Minuscule 902
- Text: Gospels
- Date: 12th century
- Script: Greek
- Found: 18th century
- Now at: Uppsala University
- Size: 16 cm by 12 cm
- Type: Byzantine
- Category: V
- Note: marginalia

= Minuscule 902 =

Minuscule 902 (in the Gregory-Aland numbering), ε 1213 (von Soden), is a 12th-century Greek minuscule manuscript of the New Testament on parchment. It has marginalia. The manuscript has survived in complete condition.

== Description ==

The codex contains the text of the four Gospels, on 230 parchment leaves (size ), with some lacunae. The text is written in one column per page, 24 lines per page.
It contains also Credo in Greek on folio 4 recto.

The text is divided according to the κεφαλαια (chapters), whose numbers are given at the margin, and their τιτλοι (titles of chapters) at the top of the pages.

It contains prolegomena, tables of the κεφαλαια (tables of contains) before each of the Gospels, subscriptions at the end of each of the Gospels.

== Text ==
The Greek text of the codex is a representative of the Byzantine. Hermann von Soden classified it to the textual family Antiocheian (i.e. Byzantine) commentated text with siglum A^{k}. Kurt Aland placed it in Category V.
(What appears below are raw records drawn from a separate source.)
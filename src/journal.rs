//! Append-only write-ahead journal.
//!
//! Each line of the journal file is one JSON object:
//!
//! ```text
//! {"id":7,"op":"WRITE","ts":1700000000000,"status":"START","params":{"content":"hi","path":"/a"}}
//! ```
//!
//! A mutation appends a `START` line before it touches the tree and a
//! `COMMIT` line with the same id afterwards. Ids with a `START` but no
//! `COMMIT` are pending and get replayed at the next startup.

use parking_lot::Mutex;
use serde::{Deserialize, Serialize};
use serde_with::{serde_as, TimestampMilliSeconds};
use std::collections::{BTreeMap, HashSet};
use std::fs::{File, OpenOptions};
use std::io::{BufRead, BufReader, BufWriter, Write};
use std::path::{Path, PathBuf};
use std::time::SystemTime;

use indexmap::IndexMap;
use tracing::{debug, warn};

use crate::error::FsResult;
use crate::types::{OpKind, Phase};

/// One journal record. Entries are immutable once appended.
#[serde_as]
#[derive(Debug, Clone, PartialEq, Eq, Serialize, Deserialize)]
pub struct JournalEntry {
    pub id: u64,
    /// Operation name; kept as text so an unrecognised kind still parses.
    #[serde(rename = "op")]
    pub operation: String,
    #[serde(rename = "ts")]
    #[serde_as(as = "TimestampMilliSeconds<i64>")]
    pub timestamp: SystemTime,
    #[serde(rename = "status")]
    pub phase: Phase,
    #[serde(default)]
    pub params: BTreeMap<String, String>,
}

impl JournalEntry {
    pub fn new(id: u64, kind: OpKind, params: BTreeMap<String, String>, phase: Phase) -> Self {
        Self {
            id,
            operation: kind.to_string(),
            timestamp: SystemTime::now(),
            phase,
            params,
        }
    }

    /// A `COMMIT` closing this entry's id, stamped now.
    pub fn to_commit(&self) -> Self {
        Self {
            id: self.id,
            operation: self.operation.clone(),
            timestamp: SystemTime::now(),
            phase: Phase::Commit,
            params: self.params.clone(),
        }
    }

    pub fn kind(&self) -> FsResult<OpKind> {
        self.operation.parse()
    }

    pub fn to_line(&self) -> FsResult<String> {
        Ok(serde_json::to_string(self)?)
    }

    pub fn from_line(line: &str) -> FsResult<Self> {
        Ok(serde_json::from_str(line.trim())?)
    }
}

/// Handle to the journal file. Appends and scans are serialized by an
/// internal lock so a scan never observes a half-written append.
#[derive(Debug)]
pub struct Journal {
    path: PathBuf,
    lock: Mutex<()>,
}

impl Journal {
    /// Open the journal at `path`, creating an empty file if needed.
    pub fn open(path: impl Into<PathBuf>) -> FsResult<Self> {
        let path = path.into();
        if let Some(parent) = path.parent().filter(|p| !p.as_os_str().is_empty()) {
            std::fs::create_dir_all(parent)?;
        }
        OpenOptions::new().create(true).append(true).open(&path)?;
        Ok(Self {
            path,
            lock: Mutex::new(()),
        })
    }

    pub fn path(&self) -> &Path {
        &self.path
    }

    pub fn append(&self, entry: &JournalEntry) -> FsResult<()> {
        let line = entry.to_line()?;
        let _guard = self.lock.lock();

        let file = OpenOptions::new().append(true).open(&self.path)?;
        let mut writer = BufWriter::new(file);
        writer.write_all(line.as_bytes())?;
        writer.write_all(b"\n")?;
        writer.flush()?;
        writer.get_ref().sync_data()?;

        debug!(id = entry.id, op = %entry.operation, phase = %entry.phase, "journal append");
        Ok(())
    }

    /// Every readable entry in append order
    pub fn entries(&self) -> FsResult<Vec<JournalEntry>> {
        let _guard = self.lock.lock();
        self.scan()
    }

    /// `START` entries whose id never appears as a `COMMIT`, in first-seen order
    pub fn uncommitted_starts(&self) -> FsResult<Vec<JournalEntry>> {
        let entries = self.entries()?;

        let mut starts: IndexMap<u64, JournalEntry> = IndexMap::new();
        let mut commits: HashSet<u64> = HashSet::new();
        for entry in entries {
            match entry.phase {
                Phase::Start => {
                    starts.insert(entry.id, entry);
                }
                Phase::Commit => {
                    commits.insert(entry.id);
                }
            }
        }

        Ok(starts
            .into_values()
            .filter(|entry| !commits.contains(&entry.id))
            .collect())
    }

    /// Largest id in the journal, 0 when empty
    pub fn max_id(&self) -> FsResult<u64> {
        Ok(self
            .entries()?
            .iter()
            .map(|entry| entry.id)
            .max()
            .unwrap_or(0))
    }

    /// Truncate the journal to empty
    pub fn clear(&self) -> FsResult<()> {
        let _guard = self.lock.lock();
        let file = File::create(&self.path)?;
        file.sync_all()?;
        Ok(())
    }

    fn scan(&self) -> FsResult<Vec<JournalEntry>> {
        let reader = BufReader::new(File::open(&self.path)?);
        let mut entries = Vec::new();
        for (lineno, line) in reader.lines().enumerate() {
            let line = line?;
            if line.trim().is_empty() {
                continue;
            }
            match JournalEntry::from_line(&line) {
                Ok(entry) => entries.push(entry),
                Err(reason) => {
                    warn!(line = lineno + 1, %reason, "skipping unreadable journal line");
                }
            }
        }
        Ok(entries)
    }
}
According to the Claremont Profile Method it represents the textual family K^{x} in Luke 1 and Luke 20. In Luke 10 no profile was made. It creates textual pair with minuscule 53.

== History ==

According to F. H. A. Scrivener and C. R. Gregory it was written in the 12th century. Currently the manuscript is dated by the INTF to the 12th century. It once belonged to Jakob Jonas Björnståhl (1731-1779), professor from Lund University, who bequeathed it for the University of Uppsala. In 1784 it was acquired for the library of the University of Uppsala as "Björnståhl 3" along with 901 and 1852. Gregory saw it in 1891.

The manuscript was added to the list of New Testament manuscripts by Scrivener (616^{e}) and Gregory (902^{e}).

It is not cited in critical editions of the Greek New Testament (UBS4, NA28).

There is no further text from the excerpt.